Cheyenne's Board of Public Utilities (BOPU) traced Cupriavidus gilardii to wastewater discharged by Goat Systems, a contractor working on Meta's $800 million, 715,000-square-foot data center south of the city. The facility, announced in 2024, is being built for Meta's AI workloads and is expected to come online in 2027.
The good news is that the bacterium did not enter the city's drinking water. The affected system is Cheyenne's reuse water network, which treats water for irrigation at places such as parks and golf courses.
That's still not exactly reassuring when the substance in question is a rare, metal-resistant bacterium that officials say can pose a risk to elderly and immunocompromised people through direct exposure.
According to the BOPU, the bacterium was first detected during routine wastewater sampling in late February. Further testing by the Wyoming Public Health Laboratory identified it as Cupriavidus gilardii, a naturally occurring organism found in soil and groundwater. The board later traced the source to an industrial user and permanently terminated that user's discharge privileges.
The discharge came from a fill-and-flush operation at the Meta campus. The process involves running water through data center cooling pipes before the system is sealed and put into operation. Closed-loop cooling is often presented as a water-saving improvement over evaporative cooling, but the Cheyenne case shows that these systems can still create wastewater during commissioning.
Goat Systems stopped discharging the wastewater after being notified, while Meta said its general contractor, Fortis, began hauling industrial wastewater offsite and that independent testing found no trace of the substance.
Cheyenne has not only revoked Goat Systems' discharge privileges; it has also suspended discharges of data center fill-and-flush and closed-loop cooling wastewater from every data center connected to city services.
Cheyenne's reuse water system was taken offline, and BOPU staff spent two months draining and disinfecting the network and Prairie View Pond. Affected irrigation systems were temporarily switched to potable water supplies to prevent the bacterium from spreading through the reuse network.
The incident couldn't have come at a worse time for the industry. A report last year linked Amazon data centers in Oregon to contaminated groundwater, where nitrate levels were tied to reports of rare cancers and miscarriages among residents.

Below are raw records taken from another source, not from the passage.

//! Streaming completion flow.
//!
//! Every text delta is appended to a running buffer and the whole buffer
//! is sent to the caller's sink, so each emission extends the previous
//! one. The next delta is not polled until the sink accepts the send.

use futures_util::StreamExt;
use tokio::sync::mpsc;
use tokio_util::sync::CancellationToken;
use tracing::{debug, warn};

use parley_types::chat::{CompletionInput, CompletionOutput};
use parley_types::error::CompletionError;
use parley_types::llm::{LlmError, StreamEvent};

use super::repository::ChatRepository;
use super::service::{completion_request, ChatService};

impl<R: ChatRepository> ChatService<R> {
    /// Run one turn, emitting the cumulative reply on `sink` after every
    /// delta. Returns the final output once the session is saved.
    ///
    /// A provider error, a stream that ends without `Done`, or
    /// cancellation (including a dropped sink receiver) leaves the
    /// session unsaved. Emissions already sent are not retracted.
    #[tracing::instrument(
        name = "chat_complete_stream",
        skip(self, input, sink, cancel),
        fields(
            chat_id = ?input.chat_id,
            user_id = %input.user_id,
        )
    )]
    pub async fn complete_stream(
        &self,
        input: CompletionInput,
        sink: mpsc::Sender<CompletionOutput>,
        cancel: CancellationToken,
    ) -> Result<CompletionOutput, CompletionError> {
        let turn = self.begin_turn(&input, &cancel).await?;
        let chat_id = turn.session.id();
        let user_id = turn.user_id.clone();

        let mut stream = self.provider().stream(completion_request(&turn.session, true));
        let mut content = String::new();
        let mut deltas = 0usize;

        loop {
            let event = tokio::select! {
                biased;
                _ = cancel.cancelled() => {
                    debug!(chat_id = %chat_id, deltas, "Streaming turn cancelled");
                    return Err(CompletionError::Cancelled);
                }
                event = stream.next() => event,
            };

            match event {
                Some(Ok(StreamEvent::TextDelta { text })) => {
                    content.push_str(&text);
                    deltas += 1;

                    let emission = CompletionOutput {
                        chat_id,
                        user_id: user_id.clone(),
                        content: content.clone(),
                    };
                    let sent = tokio::select! {
                        biased;
                        _ = cancel.cancelled() => return Err(CompletionError::Cancelled),
                        sent = sink.send(emission) => sent,
                    };
                    if sent.is_err() {
                        debug!(chat_id = %chat_id, deltas, "Stream receiver dropped");
                        return Err(CompletionError::Cancelled);
                    }
                }
                Some(Ok(StreamEvent::Done)) => break,
                Some(Ok(_)) => {}
                Some(Err(e)) => {
                    warn!(chat_id = %chat_id, deltas, error = %e, "Provider stream failed");
                    return Err(CompletionError::ProviderStreamError(e));
                }
                None => {
                    warn!(chat_id = %chat_id, deltas, "Provider stream closed without completing");
                    return Err(CompletionError::ProviderStreamError(LlmError::Stream(
                        "stream closed before completion".to_string(),
                    )));
                }
            }
        }

        debug!(chat_id = %chat_id, deltas, "Provider stream completed");
        self.finish_turn(turn, content).await
    }
}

It seems like there's an endless stream of reports about the growing outrage directed at data centers. Americans have opposed nearby AI facilities at higher rates than nuclear plants, Wisconsin residents voted to restrict future projects, Missouri voters ousted officials after a $6 billion data center approval, and SpaceX is offering discounted Starlink to Memphis residents while facing pollution complaints around xAI's Colossus site. The anger has grown so intense that some have even claimed the Chinese government is helping to incite it.